Peter Dressler (17 September 1942 – 15 September 2013) was an Austrian photographer and academic teacher.

== Life and work ==
Peter Dressler was born in Brașov, Romania on 17 September 1942. He created his first photographic works in the 1960s. After studying painting from 1966 to 1971 at the Academy of Fine Arts Vienna under Gustav Hessing, he graduated with a diploma. Afterwards, he stayed at the academy as a teacher from 1972 to 2008, initially as a lecturer under Hessing, and from 2001 on as an assistant professor under Friedensreich Hundertwasser, Hubert Schmalix and Amelie von Wulffen. Both as a teacher and as "foremost protagonist of [the] pioneering generation of auteur photographers in Austria" he had a significant influence on Austrian Photography from the 1970s onwards.

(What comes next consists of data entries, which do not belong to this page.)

//! Footer component

use leptos::*;

#[component]
pub fn Footer() -> impl IntoView {
    view! {
        <footer>
            <div>"Artist Dashboard • Powered by " <span class="rust-badge">"🦀 Rust + Leptos"</span></div>
            <div class="footer-links">
                <a href="/tickets" class="footer-link">
                    "Поддержка"
                </a>
            </div>
        </footer>
    }
}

Dressler used photography to create staged "photo stories", his aim was "to bring to life the static picture". Often he used spaces of human interaction for locations: public spaces (like "Kunsthistorisches Museum" for the series "With Great Interest", 1989), semi-public like shops and hotel rooms ("Tangible Beauty", 1992 and "Business Class", 1996) and private spaces ("Lasting Values", 1997). These locations he often found by chance.
He staged temporary interventions for his photographs and often performed himself – forever alone - in front of the camera ("In unmittelbarer Nähe" [Very Close], 1997, "Tie Break", 1996, "Rather Rare Recipes", 1987, among others) or he used props for his protagonists – like the "Burschi" dog sculpture ("With Great Interest, 1989) or a tin toy figure of a gymnast (in the early series "The Good Son", 1977–1983).

In early works, in the 1970s he explored the spaces of Vienna, for example in his artist's book "Zwischenspiel" [Interplay – unpublished until 1989] or his collaborations with the painter Franz Zadrazil: the book "Das Wiental" (The Vienna Valley] and the black-and-white film "Sonderfahrt".

Dressler was buried at Mauer Cemetery (group 41, row 1, number 1) in Vienna. Works by Dressler are part of the collections of Albertina, Museum der Moderne Salzburg and the collection of the Austrian state, the artistic estate is located at Fotohof archive. KunstHausWien‚ presented the first posthumous retrospective of Peter Dressler's work in 2016.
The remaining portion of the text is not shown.